These are some of the families who might prefer a semi-open adoption:
- A birth mother who would like to carry on with her life, but is still curious about how the child is doing.
- Adoptive parents who would like to know how to contact the birth mother easily in the likely event that the child wants to meet her.
- Adoptive parents who want the child to know a bit about the birth mother over the years without having the birth mother closely involved in the child’s life.
Every open adoption is a little different. but the exact plan is carefully arranged and agreed upon by both families. Some families simply exchange letters; others have regular visits as the child grows. In some cases, the birth mother may even remain an active part of the child’s life.
Like semi-open adoptions, this type of arrangement is subject to change as the years go by and the families recognize the changing interests and needs of the child.
These families may be best suited to an open adoption arrangement:
- A birth mother who can’t provide the resources to raise a child, but still wants to have a relationship with him or her.
- A birth mother who wants to be easily contacted when the child wants to meet her.

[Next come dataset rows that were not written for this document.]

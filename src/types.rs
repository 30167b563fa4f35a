/*  types.rs -- Common types
    This file is part of sombra.

    This program is free software: you can redistribute it and/or modify
    it under the terms of the GNU General Public License as published by
    the Free Software Foundation, either version 3 of the License, or
    (at your option) any later version.

    This program is distributed in the hope that it will be useful,
    but WITHOUT ANY WARRANTY; without even the implied warranty of
    MERCHANTABILITY or FITNESS FOR A PARTICULAR PURPOSE.  See the
    GNU General Public License for more details.

    You should have received a copy of the GNU General Public License
    along with this program.  If not, see <https://www.gnu.org/licenses/>.
*/

use crate::{
    calc_solar::{offset_delta, solar_noon_minutes, solar_position},
    error::types::{
        AzimuthError, DayError, ElevationError, EpsilonError, FractionError,
        HourError, LatitudeError, LengthError, LongitudeError, MonthError,
        SampleCountError, SolarPositionError, SpanError, StepError,
        UtcOffsetError,
    },
};
use chrono::{NaiveDate, NaiveDateTime, NaiveTime, TimeDelta};
use frunk::Generic;
use std::ops::Deref;
use tracing::level_filters::LevelFilter;

// Fortaleza, Brazil: -3° 43' 54.70", -38° 31' 36.01"
pub const DEFAULT_LATITUDE: f64 = -3.731862;
pub const DEFAULT_LONGITUDE: f64 = -38.526669;
pub const DEFAULT_UTC_OFFSET: f64 = -3.0;

// Gnomon and the person looking at it (meters)
pub const DEFAULT_POLE_HEIGHT: f64 = 1.0;
pub const DEFAULT_EYE_HEIGHT: f64 = 1.5;
pub const DEFAULT_OBSERVER_DISTANCE: f64 = 3.0;

pub const DEFAULT_EPSILON: f64 = 1e-15;
pub const DEFAULT_LINE_SAMPLES: usize = 300;
pub const DEFAULT_SEARCH_SAMPLES: usize = 180;
pub const DEFAULT_TARGET: f64 = 0.5;

pub const DEFAULT_YEAR: i32 = 2026;
pub const DEFAULT_DAY: u8 = 1;
pub const DEFAULT_MINUTE: u8 = 0;

pub const MIN_LATITUDE: f64 = -90.0;
pub const MAX_LATITUDE: f64 = 90.0;
pub const MIN_LONGITUDE: f64 = -180.0;
pub const MAX_LONGITUDE: f64 = 180.0;
pub const MIN_UTC_OFFSET: f64 = -12.0;
pub const MAX_UTC_OFFSET: f64 = 14.0;
pub const MIN_ELEVATION: f64 = -90.0;
pub const MAX_ELEVATION: f64 = 90.0;
pub const MIN_AZIMUTH: f64 = 0.0;
pub const MAX_AZIMUTH: f64 = 360.0;
pub const MAX_EPSILON: f64 = 1e-6;
pub const MIN_SAMPLES: usize = 2;
pub const MIN_MONTH: u8 = 1;
pub const MAX_MONTH: u8 = 12;
pub const MIN_DAY: u8 = 1;
pub const MAX_DAY: u8 = 31;
pub const MAX_HOUR: u8 = 23;
pub const MIN_STEP: u8 = 1;
pub const MAX_STEP: u8 = 12;

// The sundial grid only covers daylight hours
pub const MIN_GRID_HOUR: u8 = 6;
pub const MAX_GRID_HOUR: u8 = 17;

#[derive(Debug, Clone, Copy)]
pub struct Latitude(f64);
#[derive(Debug, Clone, Copy)]
pub struct Longitude(f64);
#[derive(Debug, Clone, Copy, Default, PartialEq, Generic)]
pub struct Location {
    pub lat: Latitude,
    pub lon: Longitude,
}

/// Fixed offset from UTC in hours. Applied as a flat shift, there are no
/// daylight saving rules involved.
#[derive(Debug, Clone, Copy)]
pub struct UtcOffset(f64);

/// Where the sundial stands
#[derive(Debug, Clone, Copy, Default, PartialEq)]
pub struct Observer {
    pub loc: Location,
    pub offset: UtcOffset,
}

/// Positive length in meters
#[derive(Debug, Clone, Copy)]
pub struct Length(f64);

/// Position of the person looking at the gnomon
#[derive(Debug, Clone, Copy, PartialEq)]
pub struct ViewGeometry {
    pub eye_height: Length,
    pub observer_distance: Length,
}

/// Everything about the physical setup that stays fixed during a run
#[derive(Debug, Clone, Copy, Default, PartialEq)]
pub struct Site {
    pub observer: Observer,
    pub view: ViewGeometry,
    pub pole_height: Length,
}

/// A value in the closed unit interval
#[derive(Debug, Clone, Copy)]
pub struct Fraction(f64);

/// Degeneracy guard added to the denominators of the shade model
#[derive(Debug, Clone, Copy)]
pub struct Epsilon(f64);

#[derive(Debug, Clone, Copy, PartialEq, Eq)]
pub struct SampleCount(usize);

/// Numerical knobs of the shade model
#[derive(Debug, Clone, Copy, PartialEq)]
pub struct ShadeModel {
    pub eps: Epsilon,
    /// Samples per boundary segment
    pub line_samples: SampleCount,
    /// Grid size of the inverse search over q
    pub search_samples: SampleCount,
}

- An adoptive family who believes the more open, the more honest, and wants the child to know the birth mother.
- An adoptive family with a broad definition of “family” who want to include the birth mother in some capacity in the raising of the child.
After careful consideration of your circumstances, your preferences, and the needs of the child, you’ll come to an ideal solution, and you can rest assured there’s a birth mother or an adoptive family who feels the same way you do. When you find each other, you’ll be giving one special child an incredible gift, no matter which type of adoption you choose. If you have any questions regarding closed, semi-open, and open adoptions, please contact us. Our amazing and experienced caseworkers are well versed in all three options.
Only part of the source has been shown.